Adam Strom from Wake Forest, NC

Adam Strom is a vibrant and joyful young man with Fragile X Syndrome, a genetic condition affecting his learning, behavior and social interactions; he experiences cognitive and developmental delays requiring lifelong support, including sensory sensitivities and socialization difficulties due to Fragile X and Autism. He enjoys singing with his favorite music videos, weekly workouts at the gym with a personal trainer, and playing Bingo on Zoom with friends from across the country. He stays in touch with his friends with disabilities through bi-weekly virtual meet-ups to strengthen and build a sense of community. His infectious enthusiasm and hugs delight everyone he meets.

Through the North Carolina Innovations Medicaid waiver, Adam benefits from essential supports that help him with daily activities such as bathing, dressing, household chores, and employment and is developing independent living skills for the future. 

At age 28, Adam lives with his parents, who are in their 60s.  He will need continuous support over his lifetime as he faces these challenges alone. His parents are deeply concerned about his transition to independent living while also managing their own financial challenges related to retirement and healthcare costs. Adam’s parents envision a future where he fully and independently lives his best life in his own place, supported by paid caregivers, professionals, friends, and his faith community. They want him to continue his competitive integrated employment at Cambridge Village of Apex, where he is respected and valued. All of this is made possible through Medicaid funding which is essential for Adam’s care and support.

Anthony Young from Franklinton, NC

I am an African American man, self-advocate, and caregiver, the third of five children. I was born with cerebral palsy. My two older siblings have passed away; now I serve in the role of big brother to my two younger siblings. After our mom had a major stroke four years ago, I moved home to help take care of her, until her passing in December 2024. That was needed because my two younger siblings were not able to retire early, and we did not want our mom to go into an assisted living facility.

I have watchful eyes and listening ears that focused on mom’s every move. I drove her to medical appointments, church, Walmart, and anywhere else she wanted to go. I use a walker, and she used a rollator! We were quite the pair! I was her protector, advocating for her whenever necessary. I wash dishes and take out the garbage. When Mama was still living, I even had the chore of hanging out and bringing in her laundry (yes, on the clothesline outside!). Life is interesting. Growing up, my mom was my biggest advocate and motivator, and for several years, I got to be hers!

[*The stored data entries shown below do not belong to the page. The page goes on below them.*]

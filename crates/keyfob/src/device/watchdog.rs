//! Connection inactivity watchdog

use crate::transport::{
    BleEvent, BleTransport, Datagram, DatagramTransport, LocalCharacteristic, TransportResult,
};
use crate::types::{Millis, PeerId};
use crate::uuid::Uuid;

/// Tracks the time since the last link activity
#[derive(Debug, Clone)]
pub struct ActivityWatchdog {
    timeout_ms: Millis,
    last_activity: Millis,
}

impl ActivityWatchdog {
    /// Create a watchdog that expires after `timeout_ms` without activity
    pub fn new(timeout_ms: Millis) -> Self {
        Self {
            timeout_ms,
            last_activity: 0,
        }
    }

    /// Record activity
    pub fn feed(&mut self, now: Millis) {
        self.last_activity = now;
    }

    /// Time since the last recorded activity
    pub fn idle_for(&self, now: Millis) -> Millis {
        now.saturating_sub(self.last_activity)
    }

    /// Whether the idle time exceeds the timeout
    pub fn expired(&self, now: Millis) -> bool {
        self.idle_for(now) > self.timeout_ms
    }
}

/// Transport wrapper that notes whether any frame was received through it
///
/// Engines consume frames themselves; the orchestrator hands them a tap so
/// every inbound datagram counts as activity.
pub struct ActivityTap<'a, T: ?Sized> {
    inner: &'a mut T,
    received: bool,
}

impl<'a, T: ?Sized> ActivityTap<'a, T> {
    pub fn new(inner: &'a mut T) -> Self {
        Self {
            inner,
            received: false,
        }
    }

    /// Whether a frame came in since the tap was created
    pub fn received(&self) -> bool {
        self.received
    }
}

impl<T: DatagramTransport + ?Sized> DatagramTransport for ActivityTap<'_, T> {
    fn send(&mut self, to: PeerId, data: &[u8]) -> TransportResult<()> {
        self.inner.send(to, data)
    }

    fn receive(&mut self) -> Option<Datagram> {
        let datagram = self.inner.receive();
        self.received |= datagram.is_some();
        datagram
    }

    fn set_own_address(&mut self, id: PeerId) {
        self.inner.set_own_address(id);
    }

    fn set_peer_address(&mut self, id: PeerId) {
        self.inner.set_peer_address(id);
    }

    fn own_address(&self) -> PeerId {
        self.inner.own_address()
    }

    fn peer_address(&self) -> PeerId {
        self.inner.peer_address()
    }
}

impl<T: BleTransport + ?Sized> BleTransport for ActivityTap<'_, T> {
    fn init(&mut self) -> TransportResult<()> {
        self.inner.init()
    }

    fn is_initialized(&self) -> bool {
        self.inner.is_initialized()
    }

    fn is_connected(&self) -> bool {
        self.inner.is_connected()
    }

    fn is_bonded(&self) -> bool {
        self.inner.is_bonded()
    }

    fn is_secured(&self) -> bool {
        self.inner.is_secured()
    }

    fn start_advertising(&mut self, timeout_ms: Millis) -> TransportResult<()> {
        self.inner.start_advertising(timeout_ms)
    }

    fn disconnect(&mut self, timeout_ms: Millis) -> TransportResult<()> {
        self.inner.disconnect(timeout_ms)
    }

    fn sleep(&mut self) {
        self.inner.sleep();
    }

    fn program_peripheral(
        &mut self,
        characteristics: &[LocalCharacteristic],
        device_name: &str,
    ) -> TransportResult<()> {
        self.inner.program_peripheral(characteristics, device_name)
    }

    fn local_handle(&self, uuid: &Uuid) -> Option<u16> {
        self.inner.local_handle(uuid)
    }

    fn begin_peripheral(&mut self, characteristics: &[LocalCharacteristic]) -> TransportResult<()> {
        self.inner.begin_peripheral(characteristics)
    }

    fn read_local_characteristic(&mut self, characteristic: &LocalCharacteristic) -> Option<Vec<u8>> {
        self.inner.read_local_characteristic(characteristic)
    }

    fn write_local_characteristic(
        &mut self,
        characteristic: &LocalCharacteristic,
        value: &[u8],
    ) -> TransportResult<()> {
        self.inner.write_local_characteristic(characteristic, value)
    }

    fn poll_event(&mut self) -> Option<BleEvent> {
        self.inner.poll_event()
    }
}

#[cfg(test)]
mod tests {
    use super::*;
    use crate::sim::SimAir;

    #[test]
    fn test_expiry_and_feed() {
        let mut watchdog = ActivityWatchdog::new(100);
        watchdog.feed(1_000);

        assert!(!watchdog.expired(1_100));
        assert!(watchdog.expired(1_101));

        watchdog.feed(1_101);
        assert!(!watchdog.expired(1_150));
        assert_eq!(watchdog.idle_for(1_150), 49);
    }

    #[test]
    fn test_tap_notices_received_frames() {
        let air = SimAir::new();
        let mut fob = air.endpoint(PeerId(2));
        let mut lock = air.endpoint(PeerId(1));

        let mut tap = ActivityTap::new(&mut fob);
        assert!(tap.receive().is_none());
        assert!(!tap.received());

        lock.send(PeerId(2), &[1]).unwrap();
        assert!(tap.receive().is_some());
        assert!(tap.received());
    }
}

When time allows, I advocate for accessibility and reliable transportation for people with disabilities. I am a member of the Strategic Involvement Committee (SIC) for the Greensboro Transit Authority (GTA). We gather monthly to discuss how to better serve the paratransit community. These are such critical issues in the I/DD community.

I dabble a little in politics too, encouraging African Americans as well as the I/DD community to register and vote. I remind them that many people gave their lives just so we’d have the right to vote. And I let them know that their vote really does count! In years past, I’ve even chauffeured people to the polls.

I enjoy attending conferences, like the in June 2024 where I learned more about Medicaid Expansion. In sharing this information with others, one of my high school classmates was able to apply, and now she has health insurance!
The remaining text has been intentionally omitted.